If anyone can do it and make it right, Ford can. 700 lb weight loss is a huge reduction!


----------



## Bottomsup (Jul 12, 2006)

ReelWork said:


> If anyone can do it and make it right, Ford can. 700 lb weight loss is a huge reduction!


**** straight!


----------



## goodwood (Mar 30, 2009)

Jay Baker said:


> The ford F150 hoods have been aluminum since 1997.


true had a dented one to prove lol.


----------



## sleepersilverado (Jun 27, 2011)

Problem is they will stop repairing panels and just go to replacing them. They would not repair my dads hood on his f150 back in the day. The reasoning was due to it being aluminum. 

I could not imagine a body shop guy trying to weld aluminum and be good at it either.


----------



## 8seconds (Sep 20, 2005)

ReelWork said:


> 700 lb weight loss is a huge reduction!

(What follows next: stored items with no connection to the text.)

use serde::Serialize;

/// Qualitative banding for a single lab metric.
#[derive(Debug, Clone, Copy, PartialEq, Eq, Serialize)]
#[serde(rename_all = "snake_case")]
pub enum MetricStatus {
    Normal,
    BelowOptimal,
    Low,
    NotAvailable,
}

/// The six semen-analysis metrics a YO report can carry.
#[derive(Debug, Clone, Copy, PartialEq, Eq)]
pub enum LabMetric {
    Concentration,
    Motility,
    ProgressiveMotility,
    MotileSpermConcentration,
    ProgressiveMotileSpermConcentration,
    Morphology,
}

impl LabMetric {
    /// WHO-reference lower bound for "Normal".
    pub fn normal_min(self) -> f64 {
        match self {
            LabMetric::Concentration => 16.0,
            LabMetric::Motility => 42.0,
            LabMetric::ProgressiveMotility => 30.0,
            LabMetric::MotileSpermConcentration => 7.0,
            LabMetric::ProgressiveMotileSpermConcentration => 5.0,
            LabMetric::Morphology => 4.0,
        }
    }

    /// Floor of the "Below optimal" band; anything under this is "Low".
    pub fn low_threshold(self) -> Option<f64> {
        match self {
            LabMetric::Concentration => Some(10.0),
            LabMetric::Motility => Some(30.0),
            LabMetric::ProgressiveMotility => Some(20.0),
            LabMetric::MotileSpermConcentration => Some(4.0),
            LabMetric::ProgressiveMotileSpermConcentration => Some(3.0),
            LabMetric::Morphology => Some(2.0),
        }
    }
}

pub fn classify(value: Option<f64>, normal_min: f64, low_threshold: Option<f64>) -> MetricStatus {
    let Some(value) = value else {
        return MetricStatus::NotAvailable;
    };
    if value >= normal_min {
        return MetricStatus::Normal;
    }
    if let Some(low) = low_threshold {
        if value >= low {
            return MetricStatus::BelowOptimal;
        }
    }
    MetricStatus::Low
}

pub fn status_for(metric: LabMetric, value: Option<f64>) -> MetricStatus {
    classify(value, metric.normal_min(), metric.low_threshold())
}

#[cfg(test)]
mod tests {
    use super::*;

    #[test]
    fn classify_bands() {
        assert_eq!(classify(Some(20.0), 16.0, Some(10.0)), MetricStatus::Normal);
        assert_eq!(
            classify(Some(12.0), 16.0, Some(10.0)),
            MetricStatus::BelowOptimal
        );
        assert_eq!(classify(Some(5.0), 16.0, Some(10.0)), MetricStatus::Low);
        assert_eq!(classify(None, 16.0, Some(10.0)), MetricStatus::NotAvailable);
    }

    #[test]
    fn band_boundaries_are_inclusive() {
        assert_eq!(classify(Some(16.0), 16.0, Some(10.0)), MetricStatus::Normal);
        assert_eq!(
            classify(Some(10.0), 16.0, Some(10.0)),
            MetricStatus::BelowOptimal
        );
        assert_eq!(classify(Some(9.99), 16.0, Some(10.0)), MetricStatus::Low);
    }

    #[test]
    fn missing_low_threshold_skips_middle_band() {
        assert_eq!(classify(Some(12.0), 16.0, None), MetricStatus::Low);
    }

    #[test]
    fn per_metric_thresholds() {
        assert_eq!(
            status_for(LabMetric::Motility, Some(42.0)),
            MetricStatus::Normal
        );
        assert_eq!(
            status_for(LabMetric::Morphology, Some(3.0)),
            MetricStatus::BelowOptimal
        );
        assert_eq!(
            status_for(LabMetric::ProgressiveMotileSpermConcentration, Some(1.0)),
            MetricStatus::Low
        );
        assert_eq!(
            status_for(LabMetric::Concentration, None),
            MetricStatus::NotAvailable
        );
    }
}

Think of what that would do to 0-60, and 1/4 mile times much less braking distance!


----------



## goodwood (Mar 30, 2009)

yup hood wasnt cheap to replace.


----------



## Longshot270 (Aug 5, 2011)

Meanwhile I still complain about how easily my '08 gets shoved around with a trailer. Definitely won't be buying one of their slim-fast 150s because when I buy a truck, I use it as a truck.


----------



## ReelWork (May 21, 2004)

Longshot270 said:


> Meanwhile I still complain about how easily my '08 gets shoved around with a trailer. Definitely won't be buying one of their slim-fast 150s because when I buy a truck, I use it as a truck.


Your 08 gets shoved around because of the suspension and the tires, which is softer on a half ton to give a smooth ride. Either that or your trailer wieht isn't balanced properly on the tongue.

What are you towing?


----------



## Longshot270 (Aug 5, 2011)

A little box trailer with probably less than 2K#s worth of firewood, tree stands, tools, etc. The trailer was balanced enough that we could unhook it from the truck and push it around, it just the soft suspension. I bought the truck to use it as a truck, I don't need it to ride like a caddy. The engine has plenty of power to get things like my 26 foot travel trailer moving, but gets pulled around on turns and stops...definitely does not have the handling of my dad's 3/4 ton.

I'll also add that the truck doesn't get traction on anything but dry streets. I've drifted every stop light in San Marcos by accident because the truck doesn't have enough of the weight over the back. Trimming off 700 pounds total will mean at least 200 less over the rear axle. Couple that with the 6 speed tranny the new ones will have with a very low gear in first and traction control will be a must.

If they want to improve fuel economy, they should start by reducing the body size overall. My truck makes my dad's F250 look like a little Ranger.


----------



## goodwood (Mar 30, 2009)

try better tires.


----------